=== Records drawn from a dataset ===
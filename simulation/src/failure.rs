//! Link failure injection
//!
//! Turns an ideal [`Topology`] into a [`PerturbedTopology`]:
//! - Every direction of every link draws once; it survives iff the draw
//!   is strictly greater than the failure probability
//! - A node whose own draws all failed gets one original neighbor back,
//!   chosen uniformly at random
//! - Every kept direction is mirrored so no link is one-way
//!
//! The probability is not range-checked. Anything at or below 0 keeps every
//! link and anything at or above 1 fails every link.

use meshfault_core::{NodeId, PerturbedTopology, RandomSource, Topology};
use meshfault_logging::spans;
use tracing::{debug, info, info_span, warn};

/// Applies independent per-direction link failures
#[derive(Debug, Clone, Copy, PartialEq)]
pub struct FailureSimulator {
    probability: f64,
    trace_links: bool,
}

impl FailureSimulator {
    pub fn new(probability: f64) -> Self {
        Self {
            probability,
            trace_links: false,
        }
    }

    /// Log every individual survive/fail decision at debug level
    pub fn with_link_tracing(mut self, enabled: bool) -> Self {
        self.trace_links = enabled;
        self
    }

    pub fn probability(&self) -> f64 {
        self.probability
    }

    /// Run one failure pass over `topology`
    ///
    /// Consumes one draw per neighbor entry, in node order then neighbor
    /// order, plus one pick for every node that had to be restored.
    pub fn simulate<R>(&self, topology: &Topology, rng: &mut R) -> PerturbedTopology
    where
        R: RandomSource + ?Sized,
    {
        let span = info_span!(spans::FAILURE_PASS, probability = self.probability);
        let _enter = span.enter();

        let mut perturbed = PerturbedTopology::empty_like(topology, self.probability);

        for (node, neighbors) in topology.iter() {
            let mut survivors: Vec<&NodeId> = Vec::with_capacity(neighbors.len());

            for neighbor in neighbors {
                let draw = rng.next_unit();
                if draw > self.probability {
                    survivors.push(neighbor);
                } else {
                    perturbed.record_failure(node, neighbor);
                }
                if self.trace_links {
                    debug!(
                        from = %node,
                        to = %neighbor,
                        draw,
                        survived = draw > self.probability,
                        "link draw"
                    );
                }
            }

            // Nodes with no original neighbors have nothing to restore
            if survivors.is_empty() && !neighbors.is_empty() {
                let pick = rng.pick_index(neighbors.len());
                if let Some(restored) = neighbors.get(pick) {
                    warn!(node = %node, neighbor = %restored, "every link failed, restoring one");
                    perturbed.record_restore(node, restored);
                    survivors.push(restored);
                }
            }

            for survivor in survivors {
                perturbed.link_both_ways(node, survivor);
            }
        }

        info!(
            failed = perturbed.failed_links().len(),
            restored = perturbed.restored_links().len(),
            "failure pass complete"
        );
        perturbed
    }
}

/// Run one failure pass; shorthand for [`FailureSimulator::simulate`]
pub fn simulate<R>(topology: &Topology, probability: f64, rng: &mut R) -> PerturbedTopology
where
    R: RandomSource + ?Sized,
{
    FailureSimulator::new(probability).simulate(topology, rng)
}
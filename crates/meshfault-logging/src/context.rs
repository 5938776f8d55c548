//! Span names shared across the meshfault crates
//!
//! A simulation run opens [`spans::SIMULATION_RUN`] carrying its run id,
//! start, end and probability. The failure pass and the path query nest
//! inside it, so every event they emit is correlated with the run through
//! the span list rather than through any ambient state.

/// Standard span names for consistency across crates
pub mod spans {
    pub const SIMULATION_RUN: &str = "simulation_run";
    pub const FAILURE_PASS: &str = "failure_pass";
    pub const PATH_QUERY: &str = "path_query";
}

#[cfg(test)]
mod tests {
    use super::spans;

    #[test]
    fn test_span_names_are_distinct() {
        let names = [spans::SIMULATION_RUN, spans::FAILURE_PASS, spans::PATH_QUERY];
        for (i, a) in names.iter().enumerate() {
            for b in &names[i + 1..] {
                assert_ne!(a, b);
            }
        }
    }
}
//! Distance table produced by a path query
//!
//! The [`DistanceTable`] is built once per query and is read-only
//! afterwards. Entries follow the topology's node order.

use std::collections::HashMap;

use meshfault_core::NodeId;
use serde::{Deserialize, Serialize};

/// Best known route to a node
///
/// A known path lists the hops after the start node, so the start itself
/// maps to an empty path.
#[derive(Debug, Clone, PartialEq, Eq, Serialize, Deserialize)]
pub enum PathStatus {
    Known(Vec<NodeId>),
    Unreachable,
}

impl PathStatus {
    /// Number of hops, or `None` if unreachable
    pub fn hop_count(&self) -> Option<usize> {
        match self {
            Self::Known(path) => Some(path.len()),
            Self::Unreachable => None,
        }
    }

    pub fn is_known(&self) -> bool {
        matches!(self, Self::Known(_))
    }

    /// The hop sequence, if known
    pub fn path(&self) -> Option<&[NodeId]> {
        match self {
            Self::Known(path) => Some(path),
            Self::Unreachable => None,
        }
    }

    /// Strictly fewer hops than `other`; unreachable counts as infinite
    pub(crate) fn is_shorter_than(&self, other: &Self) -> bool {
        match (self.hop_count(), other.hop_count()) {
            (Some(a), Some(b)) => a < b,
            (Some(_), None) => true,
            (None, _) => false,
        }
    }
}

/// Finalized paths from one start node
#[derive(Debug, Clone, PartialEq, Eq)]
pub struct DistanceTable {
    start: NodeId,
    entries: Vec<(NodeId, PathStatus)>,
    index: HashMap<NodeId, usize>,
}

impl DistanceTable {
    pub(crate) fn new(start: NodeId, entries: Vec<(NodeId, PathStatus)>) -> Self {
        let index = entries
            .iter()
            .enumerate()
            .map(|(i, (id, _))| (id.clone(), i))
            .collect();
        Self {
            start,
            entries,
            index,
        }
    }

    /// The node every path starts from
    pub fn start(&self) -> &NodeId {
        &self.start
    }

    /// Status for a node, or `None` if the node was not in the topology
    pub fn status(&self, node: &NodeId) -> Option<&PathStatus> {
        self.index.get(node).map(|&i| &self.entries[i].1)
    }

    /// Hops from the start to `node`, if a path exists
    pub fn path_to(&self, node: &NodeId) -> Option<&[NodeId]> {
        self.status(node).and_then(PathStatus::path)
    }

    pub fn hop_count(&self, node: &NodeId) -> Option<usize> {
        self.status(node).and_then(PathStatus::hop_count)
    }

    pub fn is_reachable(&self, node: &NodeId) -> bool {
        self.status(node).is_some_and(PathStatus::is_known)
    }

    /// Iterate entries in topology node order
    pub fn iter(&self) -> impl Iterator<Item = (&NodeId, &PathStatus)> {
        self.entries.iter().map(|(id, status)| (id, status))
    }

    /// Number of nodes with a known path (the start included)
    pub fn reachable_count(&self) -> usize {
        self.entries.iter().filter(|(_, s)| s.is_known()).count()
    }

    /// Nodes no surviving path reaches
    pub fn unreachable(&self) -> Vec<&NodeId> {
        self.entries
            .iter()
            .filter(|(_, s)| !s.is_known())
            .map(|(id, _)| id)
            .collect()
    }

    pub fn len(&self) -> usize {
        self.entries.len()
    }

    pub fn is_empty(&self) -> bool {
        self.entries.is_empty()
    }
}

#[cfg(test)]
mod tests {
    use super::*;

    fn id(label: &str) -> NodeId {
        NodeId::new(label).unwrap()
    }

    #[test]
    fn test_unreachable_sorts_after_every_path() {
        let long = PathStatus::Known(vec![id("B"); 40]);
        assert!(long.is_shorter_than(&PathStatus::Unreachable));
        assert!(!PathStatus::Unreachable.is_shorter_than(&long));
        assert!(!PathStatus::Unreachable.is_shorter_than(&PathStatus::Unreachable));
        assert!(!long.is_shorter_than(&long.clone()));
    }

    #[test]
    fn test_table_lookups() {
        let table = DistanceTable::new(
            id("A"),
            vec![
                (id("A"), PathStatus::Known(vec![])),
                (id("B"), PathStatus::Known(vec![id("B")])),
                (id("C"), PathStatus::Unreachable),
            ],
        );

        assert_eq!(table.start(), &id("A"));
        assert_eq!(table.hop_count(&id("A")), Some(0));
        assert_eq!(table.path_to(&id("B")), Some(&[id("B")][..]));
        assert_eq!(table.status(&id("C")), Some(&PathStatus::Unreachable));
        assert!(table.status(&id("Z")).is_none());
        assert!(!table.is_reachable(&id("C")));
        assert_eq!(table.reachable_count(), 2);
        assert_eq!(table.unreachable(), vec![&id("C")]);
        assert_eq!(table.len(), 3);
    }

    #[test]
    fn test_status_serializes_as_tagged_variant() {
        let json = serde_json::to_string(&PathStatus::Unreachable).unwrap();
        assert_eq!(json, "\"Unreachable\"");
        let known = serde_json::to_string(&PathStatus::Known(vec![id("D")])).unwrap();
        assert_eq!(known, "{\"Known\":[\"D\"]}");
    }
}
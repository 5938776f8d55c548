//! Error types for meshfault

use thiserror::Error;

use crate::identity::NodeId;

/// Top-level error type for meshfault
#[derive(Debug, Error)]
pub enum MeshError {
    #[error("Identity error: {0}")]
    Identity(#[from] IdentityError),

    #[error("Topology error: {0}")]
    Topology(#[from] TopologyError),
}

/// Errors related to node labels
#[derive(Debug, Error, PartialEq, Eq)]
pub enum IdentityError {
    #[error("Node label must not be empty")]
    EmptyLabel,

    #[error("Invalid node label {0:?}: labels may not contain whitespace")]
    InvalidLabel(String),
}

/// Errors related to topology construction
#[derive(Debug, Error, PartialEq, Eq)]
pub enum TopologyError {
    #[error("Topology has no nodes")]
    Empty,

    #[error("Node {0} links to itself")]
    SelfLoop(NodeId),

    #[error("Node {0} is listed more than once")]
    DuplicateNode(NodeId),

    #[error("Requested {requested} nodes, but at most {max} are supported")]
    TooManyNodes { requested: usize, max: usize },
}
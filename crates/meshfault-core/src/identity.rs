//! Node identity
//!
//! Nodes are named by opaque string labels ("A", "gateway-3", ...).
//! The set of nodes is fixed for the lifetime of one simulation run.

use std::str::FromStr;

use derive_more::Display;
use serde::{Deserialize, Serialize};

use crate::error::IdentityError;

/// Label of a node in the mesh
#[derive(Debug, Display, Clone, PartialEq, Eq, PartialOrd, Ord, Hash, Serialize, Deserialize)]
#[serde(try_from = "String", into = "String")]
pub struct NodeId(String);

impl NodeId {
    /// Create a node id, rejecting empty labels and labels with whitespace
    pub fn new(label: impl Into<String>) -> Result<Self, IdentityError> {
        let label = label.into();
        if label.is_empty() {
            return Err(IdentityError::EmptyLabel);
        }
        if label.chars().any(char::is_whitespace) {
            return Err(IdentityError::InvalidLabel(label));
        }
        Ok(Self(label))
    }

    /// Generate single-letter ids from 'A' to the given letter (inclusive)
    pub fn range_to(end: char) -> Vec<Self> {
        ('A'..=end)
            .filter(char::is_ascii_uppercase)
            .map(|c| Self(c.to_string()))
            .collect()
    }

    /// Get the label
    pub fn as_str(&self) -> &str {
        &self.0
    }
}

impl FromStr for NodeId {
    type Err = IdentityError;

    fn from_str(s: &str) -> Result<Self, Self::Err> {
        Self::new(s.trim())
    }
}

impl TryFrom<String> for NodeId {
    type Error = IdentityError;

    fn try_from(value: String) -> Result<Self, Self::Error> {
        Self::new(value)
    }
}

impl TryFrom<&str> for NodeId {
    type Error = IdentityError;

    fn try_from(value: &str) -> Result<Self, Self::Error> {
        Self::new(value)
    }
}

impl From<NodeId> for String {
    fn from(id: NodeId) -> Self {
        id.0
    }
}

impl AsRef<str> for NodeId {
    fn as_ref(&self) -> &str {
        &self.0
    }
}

=== Work task ===
From the entries, copy out each line containing the word "push".

=== Result below ===
                    survivors.push(neighbor);
                    survivors.push(restored);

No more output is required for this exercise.